Shellfish safety plan updated
The state Board of Health has adopted revisions to the state’s vibrio parahaemolyticus bacteria control plan, which aims to reduce illness caused by eating shellfish, according to a press release Monday. Samish Bay shellfish growers have supported the plan, seeing it as a way to reduce unnecessary harvest closures and cut down on illness among those who prefer to eat raw shellfish…. The revisions set water temperature thresholds that prompt shorter harvest times or full closures when exceeded. For inland areas, closures will occur at 66 degrees and last until 24 hours after the temperature drops back into normal range. Also among the revisions is a requirement to report harvest quantity and water temperatures to the state. The reports will enable the state to look at the ratio of sickness to the number of shellfish consumed, according to the release. (Skagit Valley Herald)

Railroad seeks to close Walnut Street crossing
The Burlington City Council is opposing a request from BNSF Railway to close down a railroad crossing on Walnut Street…. Because the Walnut Street crossing is within a block of another crossing on Spruce Street, BNSF officials previously decided they would close the crossing, essentially closing the road. Kera Wanielista reports. (Skagit Valley Herald)

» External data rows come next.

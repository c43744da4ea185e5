//! Request-scoped authorization state and the scope predicates built on it.

use std::collections::HashSet;

use serde::Serialize;

use crate::auth::roles::{PermissionCode, RoleCode};
use crate::auth::token::SessionClaims;
use crate::error::{EisError, Result};

/// Authorization state derived from a verified session credential.
///
/// Built once per request and never mutated.
#[derive(Debug, Clone, PartialEq, Eq)]
pub struct UserContext {
    pub user_id: String,
    pub email: String,
    pub role_code: RoleCode,
    pub puskesmas_id: Option<String>,
    pub wilayah_id: Option<String>,
    pub permissions: HashSet<PermissionCode>,
}

/// Facility/region restriction applied to analytics queries.
///
/// Both fields `None` means unrestricted.
#[derive(Debug, Clone, Default, PartialEq, Eq, Serialize)]
#[serde(rename_all = "camelCase")]
pub struct AccessFilter {
    #[serde(skip_serializing_if = "Option::is_none")]
    pub puskesmas_id: Option<String>,
    #[serde(skip_serializing_if = "Option::is_none")]
    pub wilayah_id: Option<String>,
}

impl AccessFilter {
    pub fn is_unrestricted(&self) -> bool {
        self.puskesmas_id.is_none() && self.wilayah_id.is_none()
    }

    /// Restrict to a single puskesmas.
    pub fn for_puskesmas(puskesmas_id: impl Into<String>) -> Self {
        Self {
            puskesmas_id: Some(puskesmas_id.into()),
            wilayah_id: None,
        }
    }
}

/// Whether a route needs a puskesmas to act on.
#[derive(Debug, Clone, PartialEq, Eq)]
pub enum FacilityScope {
    NotRequired,
    /// The requested puskesmas id, if the caller named one.
    Required(Option<String>),
}

impl UserContext {
    pub fn from_claims(claims: &SessionClaims) -> Self {
        Self {
            user_id: claims.user_id.clone(),
            email: claims.email.clone(),
            role_code: claims.role_code,
            puskesmas_id: claims.puskesmas_id.clone(),
            wilayah_id: claims.wilayah_id.clone(),
            permissions: claims.permissions.iter().copied().collect(),
        }
    }

    pub fn has_permission(&self, permission: PermissionCode) -> bool {
        self.permissions.contains(&permission)
    }

    pub fn is_district_level(&self) -> bool {
        self.role_code.is_district_level()
    }

    /// The one predicate applied before returning any facility-scoped record.
    pub fn can_access_facility(&self, puskesmas_id: &str) -> bool {
        self.is_district_level() || self.puskesmas_id.as_deref() == Some(puskesmas_id)
    }

    /// Gate for row-level (re-identifiable) data.
    ///
    /// Without a facility only district-level users pass.
    pub fn can_view_detail(&self, puskesmas_id: Option<&str>) -> bool {
        match puskesmas_id {
            Some(id) => self.can_access_facility(id),
            None => self.is_district_level(),
        }
    }

    /// A facility-level account with neither a puskesmas nor a region.
    fn is_unscoped(&self) -> bool {
        !self.is_district_level() && self.puskesmas_id.is_none() && self.wilayah_id.is_none()
    }

    /// Empty for district-level roles; never empty for anyone else.
    pub fn filter_by_access(&self) -> Result<AccessFilter> {
        if self.is_district_level() {
            return Ok(AccessFilter::default());
        }
        if self.is_unscoped() {
            return Err(EisError::forbidden("no puskesmas assigned to this account"));
        }
        Ok(AccessFilter {
            puskesmas_id: self.puskesmas_id.clone(),
            wilayah_id: self.wilayah_id.clone(),
        })
    }

    /// Permission and facility gate shared by every protected route.
    ///
    /// Returns the puskesmas the request resolves to, which is the requested
    /// one or, failing that, the caller's own.
    pub fn authorize(
        &self,
        permission: PermissionCode,
        scope: FacilityScope,
    ) -> Result<Option<String>> {
        if !self.has_permission(permission) {
            return Err(EisError::forbidden(format!("missing permission {}", permission)));
        }
        if self.is_unscoped() {
            return Err(EisError::forbidden("no puskesmas assigned to this account"));
        }

        let requested = match scope {
            FacilityScope::NotRequired => return Ok(None),
            FacilityScope::Required(requested) => requested,
        };

        match requested.or_else(|| self.puskesmas_id.clone()) {
            Some(id) if self.can_access_facility(&id) => Ok(Some(id)),
            Some(_) => Err(EisError::forbidden("puskesmas outside your scope")),
            None if self.is_district_level() => Ok(None),
            None => Err(EisError::forbidden("no puskesmas assigned to this account")),
        }
    }
}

Sound solution: ‘Explosive welding’ might account for some of the mysterious booms recently heard on Peninsula
A business conducting “explosive welding” on property west of Port Angeles says it might have been a source of the loud booms that rattled west Port Angeles and Joyce residents recently. But other booms felt elsewhere on the North Olympic Peninsula remain mysterious. Joe Munn, operations manager of Souriau PA&E Bonded Metals Division at 2249 Diamond Point Road, said his company has been doing such welding west of Port Angeles. Arwyn Rice reports. (Peninsula Daily News)

Now, your tug weather--
WEST ENTRANCE U.S. WATERS STRAIT OF JUAN DE FUCA- 300 AM PDT WED MAR 18 2015
  TODAY
 SE WIND TO 10 KT...BECOMING E IN THE AFTERNOON. WIND WAVES 1 FT OR LESS. W SWELL 6 FT AT 12 SECONDS.
 TONIGHT
 E WIND TO 10 KT...BECOMING SE AFTER MIDNIGHT. WIND WAVES 1 FT OR LESS. W SWELL 6 FT AT 12 SECONDS. A SLIGHT CHANCE OF RAIN.